Presentazione della biblioteca della Casa Circondariale

LA BIBLIOTECA COME DIRITTO E COME SERVIZIO. Presentazione della biblioteca della Casa circondariale di Frosinone

L’Associazione Oltre l’Occidente sta contribuendo a svolgere nella biblioteca della Casa Circondariale di Frosinone un lavoro di risistemazione della biblioteca generale, già presente ma chiusa e non utilizzata.

Il lavoro ha avuto inizio dalla fine del 2017 nell’ambito del progetto ‘Costruire Memoria’ con lo scopo di restituire dignità e visibilità a settori socialmente critici, a partire da una più ampia offerta e da una serie di azioni culturali che avvicinino maggiormente il pubblico detenuto al libro e alla lettura. Con l’intenzione di contribuire a diffondere la lettura e la scrittura quale attività trasversali a tutte le conoscenze, come strumento di cittadinanza e di inclusione sociale.

Si è lavorato per una catalogazione più vicina agli standard delle biblioteche istituzionali a cominciare da una più precisa informatizzazione ed anche una riorganizzazione fisica degli spazi, consentendo un più facile accesso al prestito con la stampa di un catalogo. Molti detenuti hanno collaborato e collaborano, anche con un servizio di consegna e ritiro dei testi.

Sabato 6 aprile alle ore 10 presso la Casa Circondariale avverrà una presentazione di questo lungo lavoro. Oltre alla meritata considerazione di tutti coloro che vi hanno contribuito, l’incontro potrebbe rappresentare l’inizio di una modalità di coinvolgimento più utile agli utenti che finalmente potranno accedere al catalogo per scegliere più diffusamente le letture.

Il carcere per motivi immaginabili è un luogo di lettura, ma non ci si aspetterebbe di trovarvi lettori esperti e preparati, se non addirittura accaniti. Ciò rivela una condizione di ‘apertura’ culturale che lascia pensare, e che si somma ad una profonda, anche se spesso difficile, esperienza di vita: la percentuale ad esempio di persone che hanno viaggiato e che conoscono lingue straniere è alta.

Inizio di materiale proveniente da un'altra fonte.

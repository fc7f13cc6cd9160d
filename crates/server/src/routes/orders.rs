//! Admin order management.

use axum::{
    Json, Router,
    extract::{Path, State},
    routing::{get, patch, put},
};
use serde::Deserialize;

use tindahan_core::{OrderId, OrderStatus};

use crate::db::OrderRepository;
use crate::error::AppError;
use crate::middleware::RequireStaff;
use crate::models::order::OrderWithDetails;
use crate::state::AppState;

/// Build the admin orders router.
pub fn router() -> Router<AppState> {
    Router::new()
        .route("/api/admin/orders", get(list_active))
        .route("/api/admin/orders/archived", get(list_archived))
        .route("/api/admin/orders/{id}", get(show))
        .route("/api/admin/orders/{id}/status", put(update_status))
        .route("/api/admin/orders/{id}/mark-completed", put(mark_completed))
        .route("/api/admin/orders/{id}/unarchive", patch(unarchive))
}

/// Active (non-archived) orders, newest first.
///
/// GET /api/admin/orders
async fn list_active(
    RequireStaff(_user): RequireStaff,
    State(state): State<AppState>,
) -> Result<Json<Vec<OrderWithDetails>>, AppError> {
    let orders = OrderRepository::new(state.pool()).list(false).await?;
    Ok(Json(orders))
}

/// Archived orders, newest first.
///
/// GET /api/admin/orders/archived
async fn list_archived(
    RequireStaff(_user): RequireStaff,
    State(state): State<AppState>,
) -> Result<Json<Vec<OrderWithDetails>>, AppError> {
    let orders = OrderRepository::new(state.pool()).list(true).await?;
    Ok(Json(orders))
}

/// Order detail with items, buyer, and voucher.
///
/// GET /api/admin/orders/{id}
async fn show(
    RequireStaff(_user): RequireStaff,
    State(state): State<AppState>,
    Path(id): Path<OrderId>,
) -> Result<Json<OrderWithDetails>, AppError> {
    let order = OrderRepository::new(state.pool())
        .get_with_details(id)
        .await?
        .ok_or_else(|| AppError::NotFound("Order not found".to_string()))?;
    Ok(Json(order))
}

#[derive(Debug, Deserialize)]
struct StatusInput {
    status: OrderStatus,
}

/// Transition an order's lifecycle status.
///
/// PUT /api/admin/orders/{id}/status
///
/// Invalid transitions come back as 409 with the reason.
async fn update_status(
    RequireStaff(_user): RequireStaff,
    State(state): State<AppState>,
    Path(id): Path<OrderId>,
    Json(input): Json<StatusInput>,
) -> Result<Json<OrderWithDetails>, AppError> {
    let repo = OrderRepository::new(state.pool());
    repo.update_status(id, input.status).await?;
    let order = repo
        .get_with_details(id)
        .await?
        .ok_or_else(|| AppError::NotFound("Order not found".to_string()))?;
    Ok(Json(order))
}

/// Mark an order delivered, paid, and archived.
///
/// PUT /api/admin/orders/{id}/mark-completed
async fn mark_completed(
    RequireStaff(user): RequireStaff,
    State(state): State<AppState>,
    Path(id): Path<OrderId>,
) -> Result<Json<OrderWithDetails>, AppError> {
    let repo = OrderRepository::new(state.pool());
    repo.mark_completed(id).await?;
    tracing::info!(order_id = id.as_i32(), by = %user.email, "order completed");
    let order = repo
        .get_with_details(id)
        .await?
        .ok_or_else(|| AppError::NotFound("Order not found".to_string()))?;
    Ok(Json(order))
}

/// Pull an archived order back into the active view, restoring stock.
///
/// PATCH /api/admin/orders/{id}/unarchive
async fn unarchive(
    RequireStaff(user): RequireStaff,
    State(state): State<AppState>,
    Path(id): Path<OrderId>,
) -> Result<Json<OrderWithDetails>, AppError> {
    let repo = OrderRepository::new(state.pool());
    repo.unarchive(id).await?;
    tracing::info!(order_id = id.as_i32(), by = %user.email, "order unarchived");
    let order = repo
        .get_with_details(id)
        .await?
        .ok_or_else(|| AppError::NotFound("Order not found".to_string()))?;
    Ok(Json(order))
}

Il carcere è sì un luogo di pena, che inevitabilmente si somma ai luoghi dell’esclusione di questa società, ma differenti sono le motivazione per le quali si commette un reato, differenti sono i percorsi carcerari, e differenti sono i cammini una volta tornati liberi.

Nei percorsi carcerari sono indispensabili e non secondarie azioni di restituzione della cittadinanza sociale con attività di inclusione, proprio in attesa di un ritorno nella piena autonomia e indipendenza della propria esistenza. La cultura, strumento con il quale conosci e ti avvicini all’altrui esistenza, è un veicolo fondamentale. Così come l’istruzione che in carcere fra mille difficoltà è presente con vari corsi, è una delle colonne portanti della integrazione.

La giornata, il cui accesso purtroppo è ad inviti, è articolata in modo che alcune delle attività presenti nel carcere si confrontino, appunto, per suggellare l’importanza di remare nella stessa direzione e a formare rete.

L’intervento della Dirigente della Casa Circondariale aprirà la giornata, nella quale saranno illustrate le scelte e l’impegno del personale, a partire da quello dell’area educativa che ha svolto e svolge un lavoro decisivo nel ridare aria alla biblioteca e nel fornire lo spazio necessario. La disponibilità e la pazienza del personale di vigilanza, pur nelle difficoltà a causa del ridotto numero, è stato decisivo nel mantenimento dell’apertura della biblioteca.

La dirigente Maria Incoronato del CPIA8 Frosinone tratterà proprio de “La Scuola in carcere: istruzione e percorsi di reinserimento Scolastico”, con interventi degli alunni tra i quali vi sono coloro che hanno contribuito alla risistemazione della biblioteca.

Nella direzione di creare sinergie interverranno il direttore della biblioteca comunale “Turriziani” di Frosinone, Angelo D’Agostini, che presenterà il lavoro che svolge una biblioteca, mentre Fabio De Grossi illustrerà “La rete bibliotecaria di Roma Capitale”, nella cui rete vi sono le biblioteche dei carceri di Roma.

A suggello dell’iniziativa vi sarà la presenza e l’intervento del Garante Diritti Detenuti del Lazio sempre attento alle dinamiche territoriali e soprattutto vicino ai detenuti.

Non per ultimi interverranno gli utenti e i collaboratori della biblioteca che insieme al personale docente della scuola hanno anche preparato lavori e riflessioni sul tema.